These are those discussed by the Cornell
answers last night.
 
Scenario:
 
   Cornell is already a man down when they are
   whistled for a delayed penalty during play, and
   Colgate scores before a stoppage.
 
  3 questions:
 
   1)  Who's in the penalty box after the play?
 
The guy who committed the penalty causing the
delayed call.

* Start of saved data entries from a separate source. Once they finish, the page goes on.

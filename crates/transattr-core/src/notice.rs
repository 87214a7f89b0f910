//! Reader-facing notices for each outcome.

use serde::Serialize;

use crate::decision::{Outcome, TemplateAdvice};

/// Help page for this checker.
pub const DOCS_URL: &str =
    "https://en.wikipedia.org/wiki/User:Vanderwaalforces/checkTranslationAttribution";

#[derive(Debug, Clone, Copy, PartialEq, Eq, Serialize)]
pub struct Link {
    pub label: &'static str,
    pub url: &'static str,
}

pub const TFOLWP: Link = Link {
    label: "WP:TFOLWP",
    url: "https://en.wikipedia.org/wiki/WP:TFOLWP",
};

pub const TRANSLATED_FROM_TEMPLATE: Link = Link {
    label: "{{Translated from}}",
    url: "https://en.wikipedia.org/wiki/Template:Translated_from",
};

pub const CONTENT_TRANSLATION: Link = Link {
    label: "ContentTranslation",
    url: "https://www.mediawiki.org/wiki/Special:MyLanguage/Content_translation",
};

#[derive(Debug, Clone, Copy, PartialEq, Eq, Serialize)]
#[serde(rename_all = "snake_case")]
pub enum Severity {
    Warning,
    Info,
}

/// The distinct banners a check can produce.
#[derive(Debug, Clone, Copy, PartialEq, Eq, Serialize)]
#[serde(rename_all = "snake_case")]
pub enum NoticeKind {
    WarnDate,
    InfoDate,
    WarnUnattributed,
    InfoTalk,
    InfoTalkNoted,
    InfoTool,
}

impl NoticeKind {
    pub fn severity(self) -> Severity {
        match self {
            Self::WarnDate | Self::WarnUnattributed => Severity::Warning,
            Self::InfoDate | Self::InfoTalk | Self::InfoTalkNoted | Self::InfoTool => {
                Severity::Info
            }
        }
    }

    pub fn message(self) -> &'static str {
        match self {
            Self::WarnDate => {
                "Warning: There are citations in this article that have access dates from before \
                 the article was created. This suggests the article may have been copy-pasted \
                 from somewhere."
            }
            Self::InfoDate => {
                "Notice: Despite some citations having access dates before the article's creation, \
                 indicating possible copy-pasting or interwiki translation, proper attribution \
                 has been given."
            }
            Self::WarnUnattributed => {
                "Warning: This article is likely an unattributed translation. Please see \
                 WP:TFOLWP for proper attribution, and consider adding {{Translated from}} to \
                 the talk page."
            }
            Self::InfoTalk => {
                "Notice: This translated article has been correctly attributed. Consider \
                 optionally adding {{Translated from}} to the talk page."
            }
            Self::InfoTalkNoted => "Notice: This translated article has been correctly attributed.",
            Self::InfoTool => {
                "This article was created using the ContentTranslation module and is correctly \
                 attributed to the source Wikipedia."
            }
        }
    }

    /// Pages referenced by the message, in the order they appear.
    pub fn links(self) -> &'static [Link] {
        match self {
            Self::WarnUnattributed => &[TFOLWP, TRANSLATED_FROM_TEMPLATE],
            Self::InfoTalk => &[TRANSLATED_FROM_TEMPLATE],
            Self::InfoTool => &[CONTENT_TRANSLATION],
            Self::WarnDate | Self::InfoDate | Self::InfoTalkNoted => &[],
        }
    }

    pub fn as_str(&self) -> &'static str {
        match self {
            Self::WarnDate => "warn_date",
            Self::InfoDate => "info_date",
            Self::WarnUnattributed => "warn_unattributed",
            Self::InfoTalk => "info_talk",
            Self::InfoTalkNoted => "info_talk_noted",
            Self::InfoTool => "info_tool",
        }
    }
}

/// One banner, ready to render.
#[derive(Debug, Clone, PartialEq, Eq, Serialize)]
pub struct Notice {
    pub kind: NoticeKind,
    pub severity: Severity,
    pub message: &'static str,
    pub links: &'static [Link],
}

impl From<NoticeKind> for Notice {
    fn from(kind: NoticeKind) -> Self {
        Self {
            kind,
            severity: kind.severity(),
            message: kind.message(),
            links: kind.links(),
        }
    }
}

/// Banners for an outcome, in display order.
///
/// `advice` only matters for [`Outcome::AttributedNeedsTemplateCheck`];
/// without it the template is suggested.
pub fn notices_for(outcome: Outcome, advice: Option<TemplateAdvice>) -> Vec<Notice> {
    let kinds: &[NoticeKind] = match outcome {
        Outcome::ToolAttributed => &[NoticeKind::InfoTool],
        Outcome::DateWarningOnly => &[NoticeKind::WarnDate],
        Outcome::DateWarningAttributed => &[NoticeKind::InfoDate],
        Outcome::UnattributedWithDateWarning => {
            &[NoticeKind::WarnUnattributed, NoticeKind::WarnDate]
        }
        Outcome::AttributedNeedsTemplateCheck => match advice {
            Some(TemplateAdvice::AlreadyNoted) => &[NoticeKind::InfoTalkNoted],
            Some(TemplateAdvice::ConsiderTemplate) | None => &[NoticeKind::InfoTalk],
        },
        Outcome::UnattributedNoDateIssue => &[NoticeKind::WarnUnattributed],
        Outcome::NoSignal => &[],
    };
    kinds.iter().copied().map(Notice::from).collect()
}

And this is in fact the way it was
called last night.
 
This is simply a case of "the guy who caused the
shorthanded situation come out of the box."
 
   2)  Who would have been, if this had occured last
   season?
 
No one.  A goal on a delayed penalty used to wipe
out both the delayed penalty and the one that
caused the shorthanded situation.
 
There is much disagreement over when this rule
was changed, but likely within the last couple of
years.  So perhaps it's if it had occured two years
ago.
 
   3)  Who would have been, if this had occured 10
   years ago?
 
The announcers thought that it was, in fact, the
originally penalized player, on the theory (see
Chris Craig for a well-thought-out defense) that a
goal simply wipes out a delayed call.
 
At some point in the dim recesses of history, a
goal did not wipe out a penalty, and so both
guys would have been in.
 
So there you have it: four theoretical possibilities,
and each has, at some point, been NCAA law.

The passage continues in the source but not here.